Apart from your platform, what tools would you implement in the tech stack of a Drupal site?
Most sites are going to have some form of Martech or Adtech that are key to achieving their mission. At a minimum, some kind of analytics will be necessary. If the site owner doesn’t have visibility into visitor engagement and behaviour, they won’t know whether their agile iterations on the site are improving things or not.
More sophisticated teams will make use of A/B testing tools which allow them to vary the visitor experience for a percentage of the traffic, so they can measure the lift from their changes against a control group. They may also make use of a personalization tool, often backed by a Customer Data Platform (CDP), that can help segment the visitors by audience and deliver the right experience at the right time, while still respecting their privacy and abiding by all rules and regulations. Say goodbye to sliders, and hello to more relevant content.
Ultimately the stack will be mission-driven. We have a network of trusted partners and technology solution providers through the Pantheon Partner Directory which helps our customers shorten the path to finding these capabilities and implementing them. Alongside those technology partners, we also have an agency partner network with more than 2,500 members.
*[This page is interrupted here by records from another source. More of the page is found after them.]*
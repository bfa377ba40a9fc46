//! Image source resolution.
//!
//! Clients send images as base64 text (optionally a `data:` URI), as an
//! `http(s)://` URL, or, for internal callers, as raw bytes. [`ImageResolver`]
//! turns any of those into bytes no larger than [`ResolveLimits::max_size`].
//!
//! Remote fetches keep certificate verification on, are bounded by
//! [`ResolveLimits::fetch_timeout`] and stream the body so an oversized
//! response is abandoned as soon as it crosses the limit.

use std::time::Duration;

use base64::alphabet;
use base64::engine::{DecodePaddingMode, GeneralPurpose, GeneralPurposeConfig};
use base64::Engine;
use futures::StreamExt;
use reqwest::redirect::Policy;
use reqwest::Client;
use tracing::debug;

use crate::error::{CaptchaError, Result};

const MAX_REDIRECTS: usize = 10;

/// Standard alphabet, padding optional.
const LENIENT_BASE64: GeneralPurpose = GeneralPurpose::new(
    &alphabet::STANDARD,
    GeneralPurposeConfig::new()
        .with_decode_padding_mode(DecodePaddingMode::Indifferent)
        .with_decode_allow_trailing_bits(true),
);

/// Bounds applied to every resolution.
#[derive(Debug, Clone, Copy, PartialEq, Eq)]
pub struct ResolveLimits {
    pub max_size: usize,
    pub fetch_timeout: Duration,
}

/// A client-supplied image before resolution.
#[derive(Debug, Clone, PartialEq, Eq)]
pub enum ImageInput {
    RawBytes(Vec<u8>),
    Base64Text(String),
    RemoteUrl(String),
}

impl ImageInput {
    /// Classifies a textual image reference: `http://` and `https://` prefixes
    /// mark a URL, anything else is treated as base64.
    pub fn from_text(text: impl Into<String>) -> Self {
        let text = text.into();
        if text.starts_with("http://") || text.starts_with("https://") {
            ImageInput::RemoteUrl(text)
        } else {
            ImageInput::Base64Text(text)
        }
    }

    /// Builds an input from a JSON request field. Only strings are accepted.
    pub fn from_json(value: &serde_json::Value) -> Result<Self> {
        match value {
            serde_json::Value::String(text) => Ok(Self::from_text(text.as_str())),
            other => Err(CaptchaError::UnsupportedInputType(
                json_type_name(other).to_string(),
            )),
        }
    }

    pub fn kind(&self) -> &'static str {
        match self {
            ImageInput::RawBytes(_) => "bytes",
            ImageInput::Base64Text(_) => "base64",
            ImageInput::RemoteUrl(_) => "url",
        }
    }
}

impl From<Vec<u8>> for ImageInput {
    fn from(bytes: Vec<u8>) -> Self {
        ImageInput::RawBytes(bytes)
    }
}

impl From<&str> for ImageInput {
    fn from(text: &str) -> Self {
        ImageInput::from_text(text)
    }
}

impl From<String> for ImageInput {
    fn from(text: String) -> Self {
        ImageInput::from_text(text)
    }
}

fn json_type_name(value: &serde_json::Value) -> &'static str {
    match value {
        serde_json::Value::Null => "null",
        serde_json::Value::Bool(_) => "boolean",
        serde_json::Value::Number(_) => "number",
        serde_json::Value::String(_) => "string",
        serde_json::Value::Array(_) => "array",
        serde_json::Value::Object(_) => "object",
    }
}

/// Resolves [`ImageInput`]s into verified bytes.
///
/// Cheap to clone; the underlying HTTP client is shared.
#[derive(Debug, Clone)]
pub struct ImageResolver {
    client: Client,
    limits: ResolveLimits,
}

impl ImageResolver {
    pub fn new(limits: ResolveLimits, user_agent: &str) -> Result<Self> {
        let client = Client::builder()
            .timeout(limits.fetch_timeout)
            .user_agent(user_agent)
            .redirect(Policy::limited(MAX_REDIRECTS))
            .build()
            .map_err(|e| CaptchaError::Internal(format!("Failed to create HTTP client: {e}")))?;

        Ok(Self { client, limits })
    }

    pub fn limits(&self) -> ResolveLimits {
        self.limits
    }

    pub async fn resolve(&self, input: ImageInput) -> Result<Vec<u8>> {
        match input {
            ImageInput::RawBytes(bytes) => {
                ensure_within_limit(bytes.len(), self.limits.max_size)?;
                Ok(bytes)
            }
            ImageInput::Base64Text(text) => decode_base64(&text, self.limits.max_size),
            ImageInput::RemoteUrl(url) => self.fetch(&url).await,
        }
    }

    /// Single GET attempt. The body is accumulated chunk by chunk and the
    /// transfer is dropped once it would cross `max_size`.
    async fn fetch(&self, url: &str) -> Result<Vec<u8>> {
        let max_size = self.limits.max_size;

        let response = self
            .client
            .get(url)
            .send()
            .await
            .and_then(|response| response.error_for_status())
            .map_err(CaptchaError::FetchFailed)?;

        let declared = response.content_length();
        if let Some(declared) = declared {
            let declared = usize::try_from(declared).unwrap_or(usize::MAX);
            ensure_within_limit(declared, max_size)?;
        }

        let capacity = declared
            .and_then(|len| usize::try_from(len).ok())
            .unwrap_or(0)
            .min(max_size);
        let mut body = Vec::with_capacity(capacity);
        let mut stream = response.bytes_stream();

        while let Some(chunk) = stream.next().await {
            let chunk = chunk.map_err(CaptchaError::FetchFailed)?;
            ensure_within_limit(body.len() + chunk.len(), max_size)?;
            body.extend_from_slice(&chunk);
        }

        debug!(url, bytes = body.len(), "Fetched remote image");
        Ok(body)
    }
}

fn ensure_within_limit(size: usize, limit: usize) -> Result<()> {
    if size > limit {
        return Err(CaptchaError::SizeExceeded { size, limit });
    }
    Ok(())
}

/// Strips a `data:<mime>;base64,` header when present.
fn strip_data_uri(text: &str) -> &str {
    if text.starts_with("data:") {
        if let Some((_, payload)) = text.split_once(',') {
            return payload;
        }
    }
    text
}

fn decode_base64(text: &str, max_size: usize) -> Result<Vec<u8>> {
    let payload: Vec<u8> = strip_data_uri(text)
        .bytes()
        .filter(|b| !b.is_ascii_whitespace())
        .collect();

    // Every 4 encoded characters carry 3 bytes; at most 2 of those can be padding.
    let min_decoded = (payload.len() / 4 * 3).saturating_sub(2);
    ensure_within_limit(min_decoded, max_size)?;

    let decoded = LENIENT_BASE64
        .decode(&payload)
        .map_err(|e| CaptchaError::DecodeFailed(format!("invalid base64: {e}")))?;

    ensure_within_limit(decoded.len(), max_size)?;
    Ok(decoded)
}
These agencies use Pantheon to make it easier to build sites for their customers, and they can add value around their expertise and sector knowledge. They can bring in the right tools around Drupal for customers too.
What trends do you envision will be key in the near future?
It’s now possible to deliver the same quality of experience via the open web as in native apps, which is increasingly what end users expect, and what customer-obsessed companies want to deliver. This is accomplished by a new wave of modern web development practice, currently centred around buzzwords like Jamstack and Headless, that’s in transition from “innovators” and “early adopters” to the “early majority” customer segment.
Many companies are investing in this – as an example, Shopify has been investing in its own modern web development framework called Hydrogen, which allows you to build fully custom storefronts on its headless e-commerce platform. But this approach also has a lot of pitfalls; it requires decoupling previously monolithic CMS tools into separate (modern) front-ends, and (“headless”) back-ends, often necessitating multiple platforms/providers. This increased complexity drives up project cost and risk, and creates real challenges for long-term maintenance.
We’re seeing technology leaders making more clear-eyed assessments of when and why to start a modern front-end project. More business value, less chasing shiny objects. We’re also investing in the next generation with our own Front-End Sites capacity designed to connect to a headless WordPress or Drupal CMS, and I’m confident that as best practices solidify and platform support improves, more companies will find it easier and cheaper for their teams to build using modern web development models like Jamstack.
I think the biggest trend related to WebOps will be the formation of new teams that collaborate cross-functionally to really take ownership of the web as a channel and drive results. As we enter the third decade of the web, the old models of how we work together with their Marketing and IT silos and massive Enterprise deployments just aren’t going to measure up. We need marketers and developers working together to quickly publish new content and release new features, while still giving IT peace of mind that services are performing well and resources aren’t going to waste. This involves work at the technology level, but also working on processes to make it easier to collaborate overall.